READ MORE: Cairn Energy makes oil find off Mexico
The reversal comes shortly after Cairn signalled cuts to its capital expenditure programmes in late March light of the Covid-19 pandemic and collapse in crude oil prices. It said it anticipated capital expenditure on exploration to be reduced from the original forecast of $150million to around $100m, though said the cuts would not affect ongoing operations on the Eni-operated Ehecatl well in Mexico.
Planned expenditure on UK producing assets is now expected to be below $45m, dow n from the $65m originally forecast, with the reduction reflecting cost savings and the deferral of activities planned for the Catcher fields in the North Sea.

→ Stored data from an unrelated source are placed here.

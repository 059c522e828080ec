//
//  cms-client
//  api/common/mod.rs
//
//  Created by Ngonidzashe Mangudya on 2026/01/12.
//  Copyright (c) 2025 IAMNGONI. All rights reserved.
//

//! Common API Types for the Content API
//!
//! This module provides the types shared by every resource operation: the
//! error taxonomy, the per-call request context carried into errors, and the
//! pagination envelope used by list endpoints.
//!
//! # Overview
//!
//! - [`ApiError`] - Unified error type for all API operations
//! - [`ErrorInfo`] - Diagnostic payload carried by every [`ApiError`] variant
//! - [`ErrorKind`] - Fieldless discriminant for matching on error categories
//! - [`RequestContext`] - Snapshot of the request that produced an error
//! - [`ApiResponse`] - Envelope of single-resource responses
//! - Classification of failed exchanges (re-exported from [`classify`])
//! - Pagination types (re-exported from [`pagination`])
//!
//! # Example
//!
//! ```rust
//! use cms_client::api::common::{ApiError, ErrorKind};
//!
//! fn handle<T>(result: Result<T, ApiError>) {
//!     match result {
//!         Ok(_) => println!("Success!"),
//!         Err(e) if e.kind() == ErrorKind::Authentication => println!("Check your token"),
//!         Err(ApiError::NotFound { resource, .. }) => println!("Missing: {}", resource),
//!         Err(e) => println!("Error: {}", e),
//!     }
//! }
//! ```

use std::fmt;
use std::time::Duration;

use reqwest::Method;
use serde::{Deserialize, Serialize};
use serde_json::Value;
use thiserror::Error;

mod classify;
mod pagination;

pub use classify::*;
pub use pagination::*;

/// Resource label used when the caller has no more specific knowledge.
pub const DEFAULT_RESOURCE: &str = "Resource";

/// Envelope of single-resource responses.
///
/// The API wraps every single resource in a `data` field:
///
/// ```rust
/// use cms_client::api::common::ApiResponse;
///
/// let json = r#"{"data": {"slug": "blog"}}"#;
/// let response: ApiResponse<serde_json::Value> = serde_json::from_str(json).unwrap();
/// assert_eq!(response.data["slug"], "blog");
/// ```
#[derive(Debug, Clone, Serialize, Deserialize)]
pub struct ApiResponse<T> {
    /// The response payload.
    pub data: T,
}

/// Snapshot of a single outgoing request.
///
/// Created once per call by the client and moved into any error that call
/// produces, so failures can be diagnosed without re-running the request.
#[derive(Debug, Clone, PartialEq)]
pub struct RequestContext {
    /// HTTP method of the request.
    pub method: Method,

    /// Fully-qualified URL, without the query string.
    pub url: String,

    /// Query parameters in the order they were sent.
    pub query: Vec<(String, String)>,

    /// JSON body, if one was sent. Multipart uploads leave this empty.
    pub body: Option<Value>,

    /// Timeout applied to the whole exchange.
    pub timeout: Duration,
}

impl RequestContext {
    /// Returns the configured timeout in whole milliseconds.
    pub fn timeout_ms(&self) -> u64 {
        u64::try_from(self.timeout.as_millis()).unwrap_or(u64::MAX)
    }
}

/// Diagnostic payload shared by every [`ApiError`] variant.
///
/// # Fields
///
/// | Field | Description |
/// |-------|-------------|
/// | `message` | Human-readable message, never empty |
/// | `status` | HTTP status code, when a response was received |
/// | `code` | Machine-readable error code from the response body |
/// | `details` | Structured details (field errors, violations) |
/// | `context` | The request that failed, absent for configuration errors |
#[derive(Debug, Clone, PartialEq)]
pub struct ErrorInfo {
    pub message: String,
    pub status: Option<u16>,
    pub code: Option<String>,
    pub details: Option<Value>,
    pub context: Option<Box<RequestContext>>,
}

impl ErrorInfo {
    /// Creates an error payload carrying only a message.
    pub fn new(message: impl Into<String>) -> Self {
        Self {
            message: message.into(),
            status: None,
            code: None,
            details: None,
            context: None,
        }
    }

    pub fn with_status(mut self, status: u16) -> Self {
        self.status = Some(status);
        self
    }

    pub fn with_code(mut self, code: Option<String>) -> Self {
        self.code = code;
        self
    }

    pub fn with_details(mut self, details: Option<Value>) -> Self {
        self.details = details;
        self
    }

    pub fn with_context(mut self, context: RequestContext) -> Self {
        self.context = Some(Box::new(context));
        self
    }
}

impl fmt::Display for ErrorInfo {
    fn fmt(&self, f: &mut fmt::Formatter<'_>) -> fmt::Result {
        f.write_str(&self.message)
    }
}

/// Unified error type for all content API operations.
///
/// Each variant corresponds to one failure category. The variant is decided
/// exactly once, where the failure is observed, and then propagated to the
/// caller unchanged. The only exception is [`ApiError::with_resource`], which
/// resource-aware lookups use to give a `NotFound` a precise label.
///
/// # Variants
///
/// | Variant | Description | HTTP Status |
/// |---------|-------------|-------------|
/// | `Authentication` | Missing, invalid or expired token | 401 |
/// | `Authorization` | Token lacks permission | 403 |
/// | `NotFound` | Resource does not exist | 404 |
/// | `Validation` | Request or configuration rejected | 422 |
/// | `RateLimited` | Too many requests | 429 |
/// | `Server` | Backend failure | 500, 502, 503, 504 |
/// | `Network` | Connection could not be established or broke | N/A |
/// | `Timeout` | Exchange exceeded the configured timeout | N/A |
/// | `Api` | Anything else, with whatever was recovered | any |
#[derive(Error, Debug, Clone, PartialEq)]
pub enum ApiError {
    /// The request was not authenticated (401).
    #[error("Authentication failed: {0}")]
    Authentication(ErrorInfo),

    /// The authenticated token is not allowed to perform the operation (403).
    #[error("Permission denied: {0}")]
    Authorization(ErrorInfo),

    /// The requested resource does not exist (404).
    ///
    /// `resource` defaults to [`DEFAULT_RESOURCE`] and is replaced by
    /// lookups that know what they were looking for, e.g. `Collection 'blog'`.
    #[error("{resource} not found: {info}")]
    NotFound { resource: String, info: ErrorInfo },

    /// The request or the client configuration was rejected (422).
    ///
    /// Field-level problems are carried in `details`.
    #[error("Validation failed: {0}")]
    Validation(ErrorInfo),

    /// Too many requests (429).
    #[error("Rate limit exceeded: {0}")]
    RateLimited(ErrorInfo),

    /// The backend failed to handle the request (5xx).
    #[error("Server error: {0}")]
    Server(ErrorInfo),

    /// The exchange failed before a response was received.
    #[error("Network error: {0}")]
    Network(ErrorInfo),

    /// The exchange exceeded its timeout budget.
    #[error("Request timed out after {}ms: {info}", .timeout.as_millis())]
    Timeout { timeout: Duration, info: ErrorInfo },

    /// Any failure that does not fit another category.
    #[error("API error: {0}")]
    Api(ErrorInfo),
}

/// Fieldless discriminant of [`ApiError`].
#[derive(Debug, Clone, Copy, PartialEq, Eq, Hash)]
pub enum ErrorKind {
    Authentication,
    Authorization,
    NotFound,
    Validation,
    RateLimited,
    Server,
    Network,
    Timeout,
    Api,
}

impl ApiError {
    /// Creates a `NotFound` error with the default resource label.
    pub fn not_found(info: ErrorInfo) -> Self {
        Self::NotFound {
            resource: DEFAULT_RESOURCE.to_string(),
            info,
        }
    }

    /// Returns the category of this error.
    pub fn kind(&self) -> ErrorKind {
        match self {
            Self::Authentication(_) => ErrorKind::Authentication,
            Self::Authorization(_) => ErrorKind::Authorization,
            Self::NotFound { .. } => ErrorKind::NotFound,
            Self::Validation(_) => ErrorKind::Validation,
            Self::RateLimited(_) => ErrorKind::RateLimited,
            Self::Server(_) => ErrorKind::Server,
            Self::Network(_) => ErrorKind::Network,
            Self::Timeout { .. } => ErrorKind::Timeout,
            Self::Api(_) => ErrorKind::Api,
        }
    }

    /// Returns the diagnostic payload of this error.
    pub fn info(&self) -> &ErrorInfo {
        match self {
            Self::Authentication(info)
            | Self::Authorization(info)
            | Self::Validation(info)
            | Self::RateLimited(info)
            | Self::Server(info)
            | Self::Network(info)
            | Self::Api(info) => info,
            Self::NotFound { info, .. } | Self::Timeout { info, .. } => info,
        }
    }

    pub fn message(&self) -> &str {
        &self.info().message
    }

    pub fn status(&self) -> Option<u16> {
        self.info().status
    }

    pub fn code(&self) -> Option<&str> {
        self.info().code.as_deref()
    }

    pub fn details(&self) -> Option<&Value> {
        self.info().details.as_ref()
    }

    pub fn context(&self) -> Option<&RequestContext> {
        self.info().context.as_deref()
    }

    /// Returns the resource label of a `NotFound` error.
    pub fn resource(&self) -> Option<&str> {
        match self {
            Self::NotFound { resource, .. } => Some(resource),
            _ => None,
        }
    }

    /// Re-labels a `NotFound` error with a specific resource name.
    ///
    /// The diagnostic payload, including the request context, is kept as is.
    /// Every other variant is returned unchanged.
    ///
    /// # Example
    ///
    /// ```rust
    /// use cms_client::api::common::{ApiError, ErrorInfo};
    ///
    /// let err = ApiError::not_found(ErrorInfo::new("No such row").with_status(404));
    /// let err = err.with_resource("Collection 'blog'");
    /// assert_eq!(err.resource(), Some("Collection 'blog'"));
    /// assert_eq!(err.to_string(), "Collection 'blog' not found: No such row");
    /// ```
    pub fn with_resource(self, resource: impl Into<String>) -> Self {
        match self {
            Self::NotFound { info, .. } => Self::NotFound {
                resource: resource.into(),
                info,
            },
            other => other,
        }
    }
}

#[cfg(test)]
mod tests {
    use super::*;
    use serde_json::json;

    fn context() -> RequestContext {
        RequestContext {
            method: Method::GET,
            url: "https://cms.example.com/api/collections/blog".to_string(),
            query: Vec::new(),
            body: None,
            timeout: Duration::from_millis(30_000),
        }
    }

    #[test]
    fn test_with_resource_relabels_not_found_and_keeps_context() {
        let info = ErrorInfo::new("Not Found")
            .with_status(404)
            .with_code(Some("not_found".to_string()))
            .with_context(context());
        let err = ApiError::not_found(info.clone()).with_resource("Collection 'blog'");

        assert_eq!(err.kind(), ErrorKind::NotFound);
        assert_eq!(err.resource(), Some("Collection 'blog'"));
        assert_eq!(err.info(), &info);
        assert_eq!(err.context(), Some(&context()));
    }

    #[test]
    fn test_with_resource_leaves_other_errors_alone() {
        let err = ApiError::Server(ErrorInfo::new("boom").with_status(500));
        let relabeled = err.clone().with_resource("Entry 'x'");
        assert_eq!(relabeled, err);
        assert_eq!(relabeled.resource(), None);
    }

    #[test]
    fn test_accessors_expose_info() {
        let err = ApiError::Validation(
            ErrorInfo::new("Invalid")
                .with_status(422)
                .with_details(Some(json!({"title": ["required"]}))),
        );
        assert_eq!(err.message(), "Invalid");
        assert_eq!(err.status(), Some(422));
        assert_eq!(err.code(), None);
        assert_eq!(err.details(), Some(&json!({"title": ["required"]})));
        assert!(err.context().is_none());
    }

    #[test]
    fn test_display_formats() {
        let err = ApiError::Timeout {
            timeout: Duration::from_millis(1500),
            info: ErrorInfo::new("deadline elapsed"),
        };
        assert_eq!(err.to_string(), "Request timed out after 1500ms: deadline elapsed");

        let err = ApiError::not_found(ErrorInfo::new("gone"));
        assert_eq!(err.to_string(), "Resource not found: gone");
    }

    #[test]
    fn test_timeout_ms() {
        assert_eq!(context().timeout_ms(), 30_000);
    }
}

Brent crude was trading above $30 per barrel last night, after surging by around 10 per cent, compared with around $70/bbl in January.
Cairn has had big exploration success in countries such as India and Senegal but has had mixed fortunes in the Gulf of Mexico to date.
Cairn and Eni received a big boost in the basin when they announced a big find in the Saasken-1 well in February, with estimates suggesting the discovery could contain up to 300 million barrels. Eni said then that studies suggested that 10,000 barrels oil daily could be produced.
While the find underlined Cairn’s exploration potential in Mexico drilling on three other wells in the basin has proved to be fruitless.
READ MORE: Scottish engineering giant to cut 800 from payroll as oil downturn hits US business
There are no plans for further drilling activity in the Gulf of Mexico this year, with Cairn saying it will collate and assess data and samples from the well operations before deciding on its next move. Further drilling is on the agenda, but it will not be this year.
On Ehecatl-1 well, Cairn said yesterday: “Logging, sampling and data collection during the well operations will help the joint venture calibrate the seismic data and develop an improved understanding of the Lower Miocene target and the information gathered will be integrated to improve the understanding of the Block and inform the second well decision.”
Cairn moved into Mexico in 2017 after the government opened up the oil and gas sector to international investors in 2014 in a drive to maximise the potential of the country’s resources.
After being awarded exploration licences covering blocks in the southern Gulf of Mexico that year, chief executive Simon Thomson highlighted the potential of building a prolific portfolio in an under-explored area.
While companies such as Premier Oil and Repsol have made big finds in the area, it is understood to still be early days in the development of the industry.
The industry in Mexico was previously dominated by the state-owned Pemex.
Cairn meanwhile is expecting its long-running tax dispute with authorities in India to conclude this summer.An international tribunal has been considering the company’s $1.4 billion claim against the Indian government. The case relates to Cairn’s shareholding in Vedanta, which acquired a majority stake in its Cairn India subsidiary in 2015. Cairn retained a 10% holding in the India business further to the deal.
Cairn sold its Norwegian subsidiary to local player Solveig Gas for a headline $100 million in November after suffering drilling disappointments.
The company will hold its annual meeting next Thursday (May 14) with a minimum quorum of just two shareholders, chief executive Simon Thomson and chief financial officer James Smith.
Shareholders will not be able to attend because of social distancing measures.
Shares in Cairn climbed 4.8% yesterday on a day which saw big increases in oil stocks.